Increasingly, GPUs power a wide variety of HPC and AI workloads from structural analysis to molecular modeling. In April of 2020, Univa’s State of the GPU in HPC survey found that 83% of survey respondents reported running GPUs with fully 62% being in production.
GPU-capable cloud instances can cost roughly 10X more than equivalent on-demand cloud instances without GPUs[i]. Given the prevalence of GPU workloads and the high-cost of GPU servers and cloud instances, enterprises are looking for ways to maximize their GPU investments.
As GPUs become more powerful and offer more cores and memory, not every workload needs exclusive access to a GPU. Sharing GPUs can result in better GPU utilization, lower costs, and improved workload throughput.
Scheduling GPU workloads is a complicated topic where concepts build on one another. Rather than cover this in a single article, I decided to break this topic up into a series of short articles. This first article starts with the basics of GPU scheduling. Future articles will cover topics including GPU sharing, handling heterogeneous GPU nodes, topology mask, and other advanced Univa Grid Engine features.
Experienced Grid Engine administrators may also be interested in these additional Univa articles related to GPU scheduling:
As most developers know, GPU sharing does not happen magically. It takes effort on the part of developers and coordination with system and cluster administrators. GPU sharing is normally facilitated using the NVIDIA Multi-Process Service (MPS). MPS is essentially an alternative, binary-compatible implementation of the CUDA runtime that facilitates running multiple CUDA kernels (and thus applications) on the same GPU. With MPS, multiple Linux applications written to the CUDA API can efficiently share resources on the same GPU using co-operative multitasking. Candidate applications for MPS-based GPU resource sharing tend to be applications that have a small number of blocks-per-grid.
MPS consists of a control daemon process (responsible for starting and stopping the MPS server), a server process (providing Linux clients with a shared connection to a GPU), and an MPS client runtime accessible to any CUDA application. For GPU sharing to work, the GPU will need to be in its DEFAULT mode (configurable via the nvidia-smi command).
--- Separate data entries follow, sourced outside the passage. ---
//! Sequential driver over the orchestrator
//!
//! Runs start, then optimize when the initial plan is over budget, then the
//! final blueprint and the environmental assessment. Stops at the first
//! step that lands in the error stage and returns the snapshot as-is.

use super::orchestrator::{PlanOrchestrator, Transition};
use super::state::{PlanSnapshot, Stage};
use crate::error::{Error, Result};
use crate::generation::PlanGenerator;
use std::sync::Arc;
use tracing::info;

pub struct PlanRunner {
    orchestrator: PlanOrchestrator,
    optimize: bool,
    final_blueprint: bool,
    assess: bool,
}

impl PlanRunner {
    pub fn new(generator: Arc<PlanGenerator>) -> Self {
        Self {
            orchestrator: PlanOrchestrator::new(generator),
            optimize: true,
            final_blueprint: true,
            assess: true,
        }
    }

    /// Optimize over-budget plans. On by default.
    pub fn with_optimization(mut self, enabled: bool) -> Self {
        self.optimize = enabled;
        self
    }

    /// Generate the final blueprint after a successful optimization. On by default.
    pub fn with_final_blueprint(mut self, enabled: bool) -> Self {
        self.final_blueprint = enabled;
        self
    }

    pub fn with_assessment(mut self, enabled: bool) -> Self {
        self.assess = enabled;
        self
    }

    /// Run a fresh plan, discarding whatever a previous run left behind.
    pub async fn run(&self, description: &str) -> Result<PlanSnapshot> {
        self.orchestrator.reset().await;
        let mut stage = applied(self.orchestrator.start(description).await?)?;

        if stage == Stage::Done && self.optimize {
            let over_budget = self
                .orchestrator
                .snapshot()
                .await
                .is_some_and(|snapshot| snapshot.over_budget);

            if over_budget {
                stage = applied(self.orchestrator.optimize().await?)?;
                if stage == Stage::Optimized && self.final_blueprint {
                    stage = applied(self.orchestrator.finalize().await?)?;
                }
            } else {
                info!("Initial plan is within budget, skipping optimization");
            }
        }

        if stage != Stage::Error && self.assess {
            applied(self.orchestrator.evaluate().await?)?;
        }

        self.orchestrator
            .snapshot()
            .await
            .ok_or_else(|| Error::External("Plan was discarded during the run".to_string()))
    }
}

fn applied(transition: Transition) -> Result<Stage> {
    match transition {
        Transition::Applied(stage) => Ok(stage),
        Transition::Superseded => Err(Error::External(
            "Plan was superseded during the run".to_string(),
        )),
    }
}

#[cfg(test)]
mod tests {
    use super::*;
    use crate::generation::GenerationPurpose;
    use crate::testing::{fixtures, MockGenerationClient};

    fn runner(mock: MockGenerationClient) -> (PlanRunner, Arc<MockGenerationClient>) {
        let mock = Arc::new(mock);
        let generator = Arc::new(PlanGenerator::new(mock.clone()).unwrap());
        (PlanRunner::new(generator), mock)
    }

    fn scripted(grand_total: &str) -> MockGenerationClient {
        MockGenerationClient::builder()
            .with_success(GenerationPurpose::InitialPlan, &fixtures::plan_text(grand_total))
            .with_success(
                GenerationPurpose::Optimization,
                &fixtures::optimized_plan_json("₹9,00,000"),
            )
            .with_success(
                GenerationPurpose::FinalBlueprint,
                &fixtures::final_blueprint_text(),
            )
            .with_success(GenerationPurpose::Assessment, &fixtures::report_json(true))
            .build()
    }

    #[tokio::test]
    async fn test_within_budget_skips_optimization() {
        let (runner, mock) = runner(scripted("₹8,00,000"));
        let snapshot = runner.run("a quiet village").await.unwrap();

        assert_eq!(snapshot.stage, Stage::Evaluated);
        assert!(!snapshot.over_budget);
        assert!(snapshot.optimized_plan.is_none());
        assert!(mock.calls_for(GenerationPurpose::Optimization).is_empty());
        assert_eq!(mock.call_count(), 2);
    }

    #[tokio::test]
    async fn test_over_budget_runs_every_step() {
        let (runner, mock) = runner(scripted("₹15,00,000"));
        let snapshot = runner.run("a busy port").await.unwrap();

        assert_eq!(snapshot.stage, Stage::Evaluated);
        assert!(snapshot.over_budget);
        assert!(snapshot.optimized_plan.is_some());
        assert!(snapshot.final_blueprint.is_some());
        let purposes: Vec<_> = mock.calls().into_iter().map(|c| c.purpose).collect();
        assert_eq!(
            purposes,
            vec![
                GenerationPurpose::InitialPlan,
                GenerationPurpose::Optimization,
                GenerationPurpose::FinalBlueprint,
                GenerationPurpose::Assessment,
            ]
        );
    }

    #[tokio::test]
    async fn test_exactly_at_limit_is_within_budget() {
        let (runner, mock) = runner(scripted("₹10,00,000"));
        let snapshot = runner.run("town").await.unwrap();
        assert!(!snapshot.over_budget);
        assert!(mock.calls_for(GenerationPurpose::Optimization).is_empty());
    }

    #[tokio::test]
    async fn test_stops_at_first_failure() {
        let (runner, mock) = runner(
            MockGenerationClient::builder()
                .with_error(GenerationPurpose::InitialPlan, "quota exceeded")
                .build(),
        );
        let snapshot = runner.run("town").await.unwrap();
        assert_eq!(snapshot.stage, Stage::Error);
        assert_eq!(mock.call_count(), 1);
    }

    #[tokio::test]
    async fn test_flags_disable_steps() {
        let (runner, mock) = runner(scripted("₹15,00,000"));
        let runner = runner.with_optimization(false).with_assessment(false);
        let snapshot = runner.run("town").await.unwrap();
        assert_eq!(snapshot.stage, Stage::Done);
        assert_eq!(mock.call_count(), 1);
    }

    #[tokio::test]
    async fn test_runner_can_be_reused() {
        let (runner, _) = runner(scripted("₹15,00,000"));
        let runner = runner.with_assessment(false);
        runner.run("first town").await.unwrap();
        let snapshot = runner.run("second town").await.unwrap();
        assert_eq!(snapshot.description, "second town");
        assert_eq!(snapshot.stage, Stage::Finalized);
    }

    #[tokio::test]
    async fn test_blank_description_is_rejected() {
        let (runner, _) = runner(scripted("₹1"));
        assert!(matches!(runner.run(" ").await, Err(Error::Validation(_))));
    }
}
With the announcement of Volta-series GPUs (V100), NVIDIA introduced new MPS capabilities to make GPU sharing easier and increase isolation between clients. Specifically, each Volta MPS client owns its own address space and can submit work directly to the GPU without passing through the MPS server.
You can learn more about NVIDIA’s Multi-Process Service by reading NVIDIA’s CUDA Multi-Process Service Overview. The documentation contains helpful considerations about what applications are appropriate candidates for use with MPS and what limitations exist. Before considering GPU sharing in the context of a workload manager such as Univa Grid Engine, developers and administrators should first ensure that MPS workload sharing works outside of the workload management environment. The NVIDIA documentation explains how to write scripts to launch shared GPU workloads under control of a workload manager such as Univa Grid Engine.
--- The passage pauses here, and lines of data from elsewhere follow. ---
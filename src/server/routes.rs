//! Request handlers for the plan API

use super::session::SessionStore;
use crate::error::Error;
use crate::pipeline::{PlanOrchestrator, PlanSnapshot, Transition};
use axum::{
    extract::{Path, State},
    http::StatusCode,
    response::{IntoResponse, Json, Response},
};
use serde::{Deserialize, Serialize};
use std::sync::Arc;
use tracing::{debug, warn};
use uuid::Uuid;

/// API response wrapper
#[derive(Debug, Serialize)]
pub struct ApiResponse<T> {
    pub success: bool,
    pub data: Option<T>,
    pub error: Option<String>,
}

impl<T> ApiResponse<T> {
    fn success(data: T) -> Self {
        Self {
            success: true,
            data: Some(data),
            error: None,
        }
    }

    fn error(message: String) -> Self {
        Self {
            success: false,
            data: None,
            error: Some(message),
        }
    }
}

/// Maps crate errors onto HTTP status codes.
///
/// Generation failures never get here: they are part of the snapshot.
#[derive(Debug)]
pub struct ApiError(Error);

impl ApiError {
    pub fn status(&self) -> StatusCode {
        match &self.0 {
            Error::NotFound(_) => StatusCode::NOT_FOUND,
            Error::InvalidTransition(_) => StatusCode::CONFLICT,
            Error::Validation(_) => StatusCode::UNPROCESSABLE_ENTITY,
            _ => StatusCode::INTERNAL_SERVER_ERROR,
        }
    }
}

impl From<Error> for ApiError {
    fn from(err: Error) -> Self {
        Self(err)
    }
}

impl IntoResponse for ApiError {
    fn into_response(self) -> Response {
        let status = self.status();
        if status.is_server_error() {
            warn!("Request failed: {}", self.0);
        } else {
            debug!("Request rejected ({}): {}", status, self.0);
        }
        (status, Json(ApiResponse::<()>::error(self.0.to_string()))).into_response()
    }
}

type ApiResult<T> = std::result::Result<Json<ApiResponse<T>>, ApiError>;

#[derive(Debug, Deserialize)]
pub struct CreatePlanRequest {
    pub description: String,
}

#[derive(Debug, Serialize)]
pub struct CreatedPlan {
    pub id: Uuid,
    pub state: Option<PlanSnapshot>,
}

pub async fn health_check() -> Json<ApiResponse<&'static str>> {
    Json(ApiResponse::success("Plan API is healthy"))
}

pub async fn create_plan(
    State(store): State<Arc<SessionStore>>,
    Json(request): Json<CreatePlanRequest>,
) -> ApiResult<CreatedPlan> {
    if request.description.trim().is_empty() {
        return Err(Error::Validation("City description must not be empty".to_string()).into());
    }

    let (id, orchestrator) = store.create().await;
    if let Err(e) = orchestrator.start(&request.description).await {
        store.remove(&id).await;
        return Err(e.into());
    }

    Ok(Json(ApiResponse::success(CreatedPlan {
        id,
        state: orchestrator.snapshot().await,
    })))
}

/// Start a new plan in an existing session, typically after a reset.
pub async fn start_plan(
    State(store): State<Arc<SessionStore>>,
    Path(id): Path<String>,
    Json(request): Json<CreatePlanRequest>,
) -> ApiResult<Option<PlanSnapshot>> {
    let orchestrator = lookup(&store, &id).await?;
    let transition = orchestrator.start(&request.description).await?;
    respond(&orchestrator, transition).await
}

pub async fn get_plan(
    State(store): State<Arc<SessionStore>>,
    Path(id): Path<String>,
) -> ApiResult<Option<PlanSnapshot>> {
    let orchestrator = lookup(&store, &id).await?;
    Ok(Json(ApiResponse::success(orchestrator.snapshot().await)))
}

pub async fn optimize_plan(
    State(store): State<Arc<SessionStore>>,
    Path(id): Path<String>,
) -> ApiResult<Option<PlanSnapshot>> {
    let orchestrator = lookup(&store, &id).await?;
    let transition = orchestrator.optimize().await?;
    respond(&orchestrator, transition).await
}

pub async fn finalize_plan(
    State(store): State<Arc<SessionStore>>,
    Path(id): Path<String>,
) -> ApiResult<Option<PlanSnapshot>> {
    let orchestrator = lookup(&store, &id).await?;
    let transition = orchestrator.finalize().await?;
    respond(&orchestrator, transition).await
}

pub async fn evaluate_plan(
    State(store): State<Arc<SessionStore>>,
    Path(id): Path<String>,
) -> ApiResult<Option<PlanSnapshot>> {
    let orchestrator = lookup(&store, &id).await?;
    let transition = orchestrator.evaluate().await?;
    respond(&orchestrator, transition).await
}

pub async fn reset_plan(
    State(store): State<Arc<SessionStore>>,
    Path(id): Path<String>,
) -> ApiResult<Option<PlanSnapshot>> {
    let orchestrator = lookup(&store, &id).await?;
    orchestrator.reset().await;
    Ok(Json(ApiResponse::success(None)))
}

pub async fn delete_plan(
    State(store): State<Arc<SessionStore>>,
    Path(id): Path<String>,
) -> ApiResult<Uuid> {
    let uuid = parse_id(&id)?;
    if !store.remove(&uuid).await {
        return Err(not_found(&id));
    }
    Ok(Json(ApiResponse::success(uuid)))
}

async fn lookup(store: &SessionStore, id: &str) -> Result<Arc<PlanOrchestrator>, ApiError> {
    let uuid = parse_id(id)?;
    store.get(&uuid).await.ok_or_else(|| not_found(id))
}

fn parse_id(id: &str) -> Result<Uuid, ApiError> {
    Uuid::parse_str(id).map_err(|_| not_found(id))
}

fn not_found(id: &str) -> ApiError {
    Error::NotFound(format!("Plan session {id}")).into()
}

async fn respond(
    orchestrator: &PlanOrchestrator,
    transition: Transition,
) -> ApiResult<Option<PlanSnapshot>> {
    if transition == Transition::Superseded {
        debug!("Transition superseded by a reset; returning current state");
    }
    Ok(Json(ApiResponse::success(orchestrator.snapshot().await)))
}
With the announcement of NVIDIA’s latest NVIDIA A100 GPUs, NVIDIA rolled out a new Multi-Instance GPU (MIG) feature. This feature provides still better GPU resource sharing by allowing NVIDIA A100 GPUs to be securely partitioned and shared by up to seven CUDA application instances. A key advantage of MIG is that GPU code runs simultaneously on the same GPU – real multitasking. You can learn more about MIG in the MIG User Guide.
All this to say, application requirements around GPU-resource sharing are complicated. They will depend on the generation of GPU and how applications are built. The scheduling issues are challenging enough, so in this and subsequent articles, we’ve chosen to set aside the intricate details of GPU sharing from a developer’s perspective. In this series of articles, we focus on GPU sharing from a workload management perspective.
Before we move on to more complicated examples, it is useful to review how consumable resources are handled in Univa Grid Engine.
In a shared cluster, consumable resources are resources that, once used, are unavailable to other users and applications. Consumable resources include things like GPUs, memory, and job slots on a host. Other resource attributes are non-consumable. These include resource attributes like machine architectures, hostnames, and downloaded docker images available on a server.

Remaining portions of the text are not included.